(Records from a data source)
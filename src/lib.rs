//! Kryon Encoder - deterministic word metrics over the Kryon-33 alphabet
//!
//! Copyright (c) 2025 Kryon Encoder Contributors
//! Licensed under MIT License
//!
//! # Overview
//!
//! A Russian word (or a date, via its spelled-out phrase) is reduced to an
//! integer code L1 by summing fixed letter weights. L1 is spelled out in
//! words, and those words give a second code L2C. The pair yields:
//! - W = L2C / L1, the primary axis
//! - C, Hm and Z, scores in [0, 1]
//! - Q and FII composites, W clusters, archetype resonance
//! - a fractal "breathing" pattern from iterating L1 → L2C
//!
//! A [`Library`] of scored words supports code matches and nearest-neighbor
//! lookups in (W, C, Z) space, with deduplication and CSV persistence.
//!
//! # Quick Start
//!
//! ```
//! use kryon_encoder::{analyze_word, EncoderConfig, Library};
//!
//! let cfg = EncoderConfig::default();
//! let res = analyze_word("свет", &cfg).unwrap();
//! assert_eq!(res.normalized, "СВЕТ");
//!
//! let lib = Library::new(cfg);
//! lib.add_words("мир, рим", "прочее").unwrap();
//! let snap = lib.snapshot();
//! let matches = snap.index.matches_by_code(42, 0, "мир", 10);
//! assert_eq!(matches.by_l1, vec!["РИМ"]);
//! ```

pub mod alphabet;
pub mod analysis;
pub mod classify;
pub mod cli;
pub mod config;
pub mod date;
pub mod dedup;
pub mod entry;
pub mod error;
pub mod fractal;
pub mod index;
pub mod library;
pub mod metrics;
pub mod mirror;
pub mod report;
pub mod speller;
pub mod store;

// Re-export main types for convenience
pub use alphabet::{encode, normalize};
pub use analysis::{analyze_phrase, analyze_profile, analyze_word, AnalysisResult, Profile};
pub use classify::{Cluster, DiagnosticCluster, FiiCategory};
pub use config::EncoderConfig;
pub use dedup::dedup;
pub use entry::{Entry, ParseSkip};
pub use error::{EncoderError, Result};
pub use fractal::{unfold, FractalPattern};
pub use index::{Axis, LibraryIndex, Proximity};
pub use library::Library;
pub use metrics::{Encoding, Metrics};
pub use mirror::{DirectoryMirror, RemoteMirror, RetryPolicy, SyncStatus};
pub use report::Report;
pub use speller::spell;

→ Exercise details:
Nothing in the records may change; write them out again in full.

→ Task solution:
filename src/lib.rs
//! Kryon Encoder - deterministic word metrics over the Kryon-33 alphabet
//!
//! Copyright (c) 2025 Kryon Encoder Contributors
//! Licensed under MIT License
//!
//! # Overview
//!
//! A Russian word (or a date, via its spelled-out phrase) is reduced to an
//! integer code L1 by summing fixed letter weights. L1 is spelled out in
//! words, and those words give a second code L2C. The pair yields:
//! - W = L2C / L1, the primary axis
//! - C, Hm and Z, scores in [0, 1]
//! - Q and FII composites, W clusters, archetype resonance
//! - a fractal "breathing" pattern from iterating L1 → L2C
//!
//! A [`Library`] of scored words supports code matches and nearest-neighbor
//! lookups in (W, C, Z) space, with deduplication and CSV persistence.
//!
//! # Quick Start
//!
//! ```
//! use kryon_encoder::{analyze_word, EncoderConfig, Library};
//!
//! let cfg = EncoderConfig::default();
//! let res = analyze_word("свет", &cfg).unwrap();
//! assert_eq!(res.normalized, "СВЕТ");
//!
//! let lib = Library::new(cfg);
//! lib.add_words("мир, рим", "прочее").unwrap();
//! let snap = lib.snapshot();
//! let matches = snap.index.matches_by_code(42, 0, "мир", 10);
//! assert_eq!(matches.by_l1, vec!["РИМ"]);
//! ```

pub mod alphabet;
pub mod analysis;
pub mod classify;
pub mod cli;
pub mod config;
pub mod date;
pub mod dedup;
pub mod entry;
pub mod error;
pub mod fractal;
pub mod index;
pub mod library;
pub mod metrics;
pub mod mirror;
pub mod report;
pub mod speller;
pub mod store;

// Re-export main types for convenience
pub use alphabet::{encode, normalize};
pub use analysis::{analyze_phrase, analyze_profile, analyze_word, AnalysisResult, Profile};
pub use classify::{Cluster, DiagnosticCluster, FiiCategory};
pub use config::EncoderConfig;
pub use dedup::dedup;
pub use entry::{Entry, ParseSkip};
pub use error::{EncoderError, Result};
pub use fractal::{unfold, FractalPattern};
pub use index::{Axis, LibraryIndex, Proximity};
pub use library::Library;
pub use metrics::{Encoding, Metrics};
pub use mirror::{DirectoryMirror, RemoteMirror, RetryPolicy, SyncStatus};
pub use report::Report;
pub use speller::spell;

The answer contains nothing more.